Beyond S&T products and other training trends is the attention-getting reality that ATC towers are expensive, anywhere from US$8 million to as much as $200 million, and many are in need of repair or replacement, according to Raytheon’s calculations. Chris Rogers, the company’s Standard Terminal Automation Replacement System (STARS) Program Manager, offered the business case that a combination of cameras, radars and sensors feeding data from the airport to sophisticated displays monitored by controllers in remote locations can replicate all the capabilities of a physical tower. He pointed out; “These remote virtual towers, or RVTs, meet all the FAA and international requirements for management of the airspace while providing dramatic cost savings, greater flexibility, enhanced safety and other benefits, especially for small- to medium-size airports where a control tower is cost prohibitive. There are nearly 20,000 airstrips in the US currently lacking physical towers that could one day be serviced by RVTs.”
Raytheon has chosen to partner with Frequentis on remote virtual tower technology in the US, because of their experience both overseas and with the US Department of Defense.
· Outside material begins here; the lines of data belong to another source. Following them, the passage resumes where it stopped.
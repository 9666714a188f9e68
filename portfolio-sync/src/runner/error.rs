//! Runner error types.

/// Errors that abort a run.
///
/// Anything reported here happens before the dataset is written, so the
/// previous output stays in place.
#[derive(Debug, thiserror::Error)]
pub enum RunnerError {
    /// The repository listing could not be fetched.
    #[error(transparent)]
    Fetch(#[from] crate::github::FetchError),

    /// The dataset could not be written.
    #[error(transparent)]
    Persist(#[from] crate::projects::PersistError),
}
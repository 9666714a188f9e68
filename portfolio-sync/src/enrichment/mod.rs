//! Per-repository enrichment.
//!
//! Everything fetched here is optional: a repository without a contract
//! document or with a thumbnail that cannot be downloaded still produces a
//! project, just with fewer fields filled in.

mod contract;
mod error;
mod thumbnail;

pub use contract::{fetch_contract, Contract, CONTRACT_FILE};
pub use error::EnrichmentError;
pub use thumbnail::{
    is_absolute_url, local_file_name, repository_path, resolve_mockup, Mockup, ThumbnailStore,
    DEFAULT_ASSETS_DIR, THUMBNAIL_URL_PATH,
};
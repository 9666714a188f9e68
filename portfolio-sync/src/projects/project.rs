//! The project record consumed by the site.

use chrono::{DateTime, Utc};
use serde::{Deserialize, Serialize};

/// One entry of the persisted project dataset.
///
/// Field names match what the gallery reads, hence the mix of GitHub's
/// snake_case and the site's camelCase.
#[derive(Debug, Clone, PartialEq, Deserialize, Serialize)]
pub struct Project {
    /// Repository name.
    pub id: String,

    /// Repository name.
    pub name: String,

    pub description: Option<String>,

    /// Public GitHub URL. Always null for private repositories.
    pub html_url: Option<String>,

    pub homepage: Option<String>,

    pub language: Option<String>,

    pub stargazers_count: u64,

    pub forks_count: u64,

    /// Remote update time, or generation time for synthetic entries.
    pub updated_at: Option<DateTime<Utc>>,

    pub is_private: bool,

    pub topics: Vec<String>,

    #[serde(rename = "techStack")]
    pub tech_stack: Vec<String>,

    pub category: String,

    pub featured: bool,

    /// Absolute URL or site path of the preview image.
    pub mockup: Option<String>,

    #[serde(rename = "longDescription")]
    pub long_description: Option<String>,

    /// Decided at merge time; the site only filters on it.
    pub hidden: bool,

    pub tagline: Option<String>,

    #[serde(rename = "demoUrl")]
    pub demo_url: Option<String>,

    #[serde(rename = "liveUrl")]
    pub live_url: Option<String>,

    #[serde(rename = "publicDescription")]
    pub public_description: Option<String>,
}
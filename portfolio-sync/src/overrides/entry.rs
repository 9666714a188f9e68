//! A single override entry.

use serde::de::DeserializeOwned;
use serde::{Deserialize, Serialize};
use serde_json::{Map, Value};
use tracing::warn;

/// Operator-authored metadata for one repository.
///
/// Every field is optional; set fields take precedence over what GitHub
/// reports. Keys this tool does not know about are kept so the file
/// survives a rewrite unchanged.
#[derive(Debug, Clone, Default, PartialEq, Serialize)]
#[serde(rename_all = "camelCase")]
pub struct Override {
    /// Short description.
    #[serde(skip_serializing_if = "Option::is_none")]
    pub description: Option<String>,

    /// Technologies shown on the project card.
    #[serde(skip_serializing_if = "Option::is_none")]
    pub tech_stack: Option<Vec<String>>,

    /// Gallery filter category.
    #[serde(skip_serializing_if = "Option::is_none")]
    pub category: Option<String>,

    /// Whether the project is pinned to the top of the gallery.
    #[serde(skip_serializing_if = "Option::is_none")]
    pub featured: Option<bool>,

    /// Absolute URL or repository-relative path of a preview image.
    #[serde(skip_serializing_if = "Option::is_none")]
    pub mockup: Option<String>,

    /// Long-form description shown in the project dialog.
    #[serde(skip_serializing_if = "Option::is_none")]
    pub long_description: Option<String>,

    /// Explicit visibility. `None` leaves the decision to the staleness rule.
    #[serde(skip_serializing_if = "Option::is_none")]
    pub hidden: Option<bool>,

    /// Unrecognised keys, and known keys whose value had the wrong type.
    #[serde(flatten)]
    pub extra: Map<String, Value>,
}

impl Override {
    /// Reads one entry of the override file.
    ///
    /// Fields are read independently. A field with the wrong type is logged
    /// and not applied, but stays in [`Override::extra`] so a rewrite keeps
    /// it; the rest of the entry still applies. Returns `None` when the entry
    /// is not a JSON object.
    pub fn from_value(repo: &str, value: Value) -> Option<Self> {
        let fields = match value {
            Value::Object(fields) => fields,
            other => {
                warn!(repo, value = %other, "Ignoring override entry that is not an object");
                return None;
            }
        };

        let mut entry = Self::default();
        for (key, value) in fields {
            let applied = match key.as_str() {
                "description" => read(&value).map(|v| entry.description = v),
                "techStack" => read(&value).map(|v| entry.tech_stack = v),
                "category" => read(&value).map(|v| entry.category = v),
                "featured" => read(&value).map(|v| entry.featured = v),
                "mockup" => read(&value).map(|v| entry.mockup = v),
                "longDescription" => read(&value).map(|v| entry.long_description = v),
                "hidden" => read(&value).map(|v| entry.hidden = v),
                _ => {
                    entry.extra.insert(key, value);
                    continue;
                }
            };

            if let Err(e) = applied {
                warn!(repo, field = %key, error = %e, "Ignoring override field with unexpected type");
                entry.extra.insert(key, value);
            }
        }

        Some(entry)
    }
}

fn read<T: DeserializeOwned>(value: &Value) -> Result<T, serde_json::Error> {
    Deserialize::deserialize(value)
}

#[cfg(test)]
mod tests {
    use super::*;
    use serde_json::json;

    #[test]
    fn hidden_is_tri_state() {
        let shown = Override::from_value("a", json!({ "hidden": false })).unwrap();
        let hidden = Override::from_value("a", json!({ "hidden": true })).unwrap();
        let unset = Override::from_value("a", json!({})).unwrap();

        assert_eq!(shown.hidden, Some(false));
        assert_eq!(hidden.hidden, Some(true));
        assert_eq!(unset.hidden, None);
    }

    #[test]
    fn keeps_unknown_keys_on_rewrite() {
        let value = json!({
            "techStack": ["Rust", "Tokio"],
            "category": "Tools",
            "notes": "keep me"
        });
        let entry = Override::from_value("a", value.clone()).unwrap();

        assert_eq!(
            entry.tech_stack,
            Some(vec!["Rust".to_string(), "Tokio".to_string()])
        );
        assert_eq!(entry.extra.get("notes"), Some(&json!("keep me")));
        assert_eq!(serde_json::to_value(&entry).unwrap(), value);
    }

    #[test]
    fn ill_typed_field_is_skipped_and_kept() {
        let value = json!({
            "featured": "yes",
            "category": "Games",
            "hidden": false
        });
        let entry = Override::from_value("a", value.clone()).unwrap();

        assert_eq!(entry.featured, None);
        assert_eq!(entry.category.as_deref(), Some("Games"));
        assert_eq!(entry.hidden, Some(false));
        assert_eq!(serde_json::to_value(&entry).unwrap(), value);
    }

    #[test]
    fn null_field_counts_as_unset() {
        let entry = Override::from_value("a", json!({ "description": null })).unwrap();

        assert_eq!(entry.description, None);
        assert!(entry.extra.is_empty());
    }

    #[test]
    fn non_object_entry_is_ignored() {
        assert_eq!(Override::from_value("a", json!("hidden")), None);
        assert_eq!(Override::from_value("a", json!(null)), None);
    }
}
The Raytheon program manager revealed the industry team is actively working to get a few civil remote virtual tower sites certified by the FAA to conduct air traffic operations in the National Airspace System.
Training implications of this quick-moving program? Rogers replied that most air traffic controllers will find supporting an RVT construct is intuitive, but there are some important differences that will require training. “For example, currently controllers are limited by their human eyes out the view of a window. In any RVT solution set up, multiple, redundant cameras will provide 360-degree panoramic views. These views will reflect visual surveillance of the airport surface and surrounding area.” The biggest challenges will involve depth-perception issues, but Raytheon has solutions using its STARS system that will help the controllers visualize air traffic in and around the airport to ensure they can safely de-conflict that traffic like they do today in a traditional setting. “Overall, we think controllers are going to appreciate the many advantages of the system, especially when they get used to the advanced pan-tilt-zoom cameras and sensor technology on the market today.”
The Drone Management Training Imperative
The plate tectonics of global air traffic management systems shifted a bit quicker this summer with developments in the commercial drone market space. While there is an increasing pace of deliveries of unmanned air systems to diverse end users, two watershed developments add urgency to strengthening the ability of air traffic control professionals to allow the safe operation of drones in commercial air space.
In Europe, Switzerland jumped to the forefront of drone traffic management by starting a data-exchange system for authorizing flights of small unmanned aircraft systems (UAS). In August, Swiss air navigation service provider Skyguide announced that it switched on a flight information management system (FIMS) to authorize drone flights in controlled airspace near Geneva and Lugano airports. The FIMS deployment was the start of a planned nationwide UAS Traffic Network.
In September, in the US, it was announced Wing Aviation, an Alphabet (aka Google) company, is collaborating with FedEx and Walgreens (a pharmacy store chain) to launch a first-of-its-kind drone delivery service in Christiansburg, Virginia this October. The pilot program will explore methods to enhance last-mile delivery service, improve access to health care products, and create a new avenue of growth for local businesses.
Heretofore, drone delivery in the US has been limited to carefully scripted scenarios – small-scale demonstrations on designated sites, or extremely short flights along pre-planned, fixed routes – all within the visual line-of-sight of the drone operator. But earlier this year, Wing became the first drone operator to be certified as an air carrier by the FAA. The action allows Wing to deliver commercial goods to recipients that may be miles away. Wing’s pilot program in Virginia will be conducted as part of the US Department of Transportation’s Unmanned Aircraft System Integration Pilot Program (IPP).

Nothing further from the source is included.